- Born: Antonio Enrique Tarín García 11 March 1976 Hidalgo del Parral, Chihuahua, Mexico
- Died: 7 April 2023 (aged 47) Chihuahua, Chihuahua, Mexico
- Education: ITESM
- Occupation: Politician
- Political party: PRI

= Antonio Tarín García =

Mexican politician (1976–2023)

Antonio Enrique Tarín García (11 March 1976 – 7 April 2023) was a Mexican politician affiliated with the Institutional Revolutionary Party (PRI). He held various positions in the government of Chihuahua and was the alternate federal deputy for Chihuahua's 9th district in the 2015–2018 period without ever taking office. On 7 May 2017, he was arrested for the crime of aggravated embezzlement; he was convicted and, some years later, released under house arrest.

==Political career==
At the start of his term as governor of Chihuahua, César Duarte Jáquez appointed Tarín as director of Administration and Finance of the Chihuahua Health Institute in 2010, and on 30 October 2013, he became president of the Acquisitions and Services Committee of the State Treasury Department.
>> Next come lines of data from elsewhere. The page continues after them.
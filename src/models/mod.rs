pub mod announcement;
pub mod auth;
pub mod contact_book;
pub mod grade;
pub mod leave;
pub mod message;
pub mod pickup;
pub mod student;
pub mod user;
use axum::{extract::State, http::StatusCode, Json};
use serde_json::{json, Value};

use crate::{
    models::{
        auth::AuthenticatedUser,
        user::{
            ChangePasswordRequest, LoginRequest, RefreshTokenRequest, SignupRequest, UserProfile,
        },
    },
    services::auth::AuthService,
    AppState,
};

/// POST /auth/signup — open endpoint; new accounts start as `pending`.
pub async fn signup(
    State(state): State<AppState>,
    Json(body): Json<SignupRequest>,
) -> Result<(StatusCode, Json<Value>), (StatusCode, Json<Value>)> {
    AuthService::signup(&state.db, &body.email, &body.password, &body.display_name)
        .await
        .map(|user| {
            let profile: UserProfile = user.into();
            (StatusCode::CREATED, Json(serde_json::to_value(profile).unwrap()))
        })
        .map_err(|e| {
            (
                StatusCode::BAD_REQUEST,
                Json(json!({ "error": e.to_string() })),
            )
        })
}

/// POST /auth/login
pub async fn login(
    State(state): State<AppState>,
    Json(body): Json<LoginRequest>,
) -> Result<Json<Value>, (StatusCode, Json<Value>)> {
    AuthService::login(
        &state.db,
        &body.email,
        &body.password,
        &state.config.jwt_secret,
        &state.config.jwt_refresh_secret,
        state.config.jwt_expiry_seconds,
        state.config.jwt_refresh_expiry_days,
    )
    .await
    .map(|resp| Json(serde_json::to_value(resp).unwrap()))
    .map_err(|e| {
        (
            StatusCode::UNAUTHORIZED,
            Json(json!({ "error": e.to_string() })),
        )
    })
}

/// POST /auth/refresh
pub async fn refresh_token(
    State(state): State<AppState>,
    Json(body): Json<RefreshTokenRequest>,
) -> Result<Json<Value>, (StatusCode, Json<Value>)> {
    AuthService::refresh(
        &state.db,
        &body.refresh_token,
        &state.config.jwt_secret,
        &state.config.jwt_refresh_secret,
        state.config.jwt_expiry_seconds,
    )
    .await
    .map(|token| Json(json!({ "access_token": token })))
    .map_err(|e| {
        (
            StatusCode::UNAUTHORIZED,
            Json(json!({ "error": e.to_string() })),
        )
    })
}

/// POST /auth/logout — revokes all of the caller's refresh tokens.
pub async fn logout(
    State(state): State<AppState>,
    user: AuthenticatedUser,
) -> Result<Json<Value>, (StatusCode, Json<Value>)> {
    AuthService::logout(&state.db, user.user_id)
        .await
        .map(|_| Json(json!({ "ok": true })))
        .map_err(|e| {
            (
                StatusCode::INTERNAL_SERVER_ERROR,
                Json(json!({ "error": e.to_string() })),
            )
        })
}

/// GET /auth/me — works for every role, pending included, so an onboarding
/// user can see their own status.
pub async fn me(
    State(state): State<AppState>,
    user: AuthenticatedUser,
) -> Result<Json<Value>, (StatusCode, Json<Value>)> {
    AuthService::get_profile(&state.db, user.user_id)
        .await
        .map(|u| {
            let profile: UserProfile = u.into();
            Json(serde_json::to_value(profile).unwrap())
        })
        .map_err(|e| {
            (
                StatusCode::UNAUTHORIZED,
                Json(json!({ "error": e.to_string() })),
            )
        })
}

/// POST /auth/change-password
pub async fn change_password(
    State(state): State<AppState>,
    user: AuthenticatedUser,
    Json(body): Json<ChangePasswordRequest>,
) -> Result<Json<Value>, (StatusCode, Json<Value>)> {
    AuthService::change_password(
        &state.db,
        user.user_id,
        &body.current_password,
        &body.new_password,
    )
    .await
    .map(|_| Json(json!({ "ok": true })))
    .map_err(|e| {
        (
            StatusCode::BAD_REQUEST,
            Json(json!({ "error": e.to_string() })),
        )
    })
}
In 2015, Tarín requested a leave of absence from that position to contend for the PRI's nomination for alternate federal deputy for Chihuahua's 9th district. In the 2015 mid-term election, he was elected as Carlos Hermosillo Arteaga's alternate for the 2015–2018 session of Congress. Between the end of electoral campaigning and the start of the legislative session, he returned to his post in the Chihuahua state government until the end of the Duarte's term.

===Accusations of corruption and substitution attempt===

When Javier Corral Jurado of the National Action Party (PAN) assumed the position of governor in 2016, Tarín was accused of corruption and mismanagement of public resources, in particular of diverting funds to shell companies created by himself, including one called FRITAG.

Hermosillo Arteaga was killed in a car accident on 20 March 2017, and Tarín attempted to assume the now vacant congressional seat. Eight days later, he tried to take the oath of office as a deputy before the Chamber of Deputies, which would have granted him parliamentary immunity against any arrest warrants issued against him. When an arrest warrant issued against him the same day by the Chihuahua prosecutor's office was served before he could be sworn in, a confrontation arose between the parliamentary factions of the PRI and its opponents from the PAN, PRD, and MORENA. After negotiations, the PRI announced that his swearing-in would be postponed until his legal situation was clarified.

Consequently, and to avoid being arrested by the police officers who were waiting for him outside the Congress building, he remained sheltered there throughout the night until he received an injunction that suspended the arrest warrant against him, after which he finally left the Legislative Palace of San Lázaro. After these events, Tarín stated that he was innocent of the accusations and was being politically persecuted by the government of Chihuahua.

===Incarceration===

On 7 May 2017, Tarín was arrested in a rented apartment in Mexico City on fresh charges of aggravated embezzlement unrelated to those for which the federal judge had issued the injunction. He was subsequently transferred to Chihuahua and was indicted on 6 June.
On 19 July 2019 he was found guilty of embezzling 2,420,000 pesos and sentenced to six years' incarceration.
On 20 December 2021, a judge changed the conditions of Tarín's prison sentence, granting him house arrest and the use of a locator bracelet.

===Death===
On 7 April 2023, Tarín died at age 47 when he jumped from a vehicular bridge in the city of Chihuahua. He was identified by the locator bracelet he was still wearing.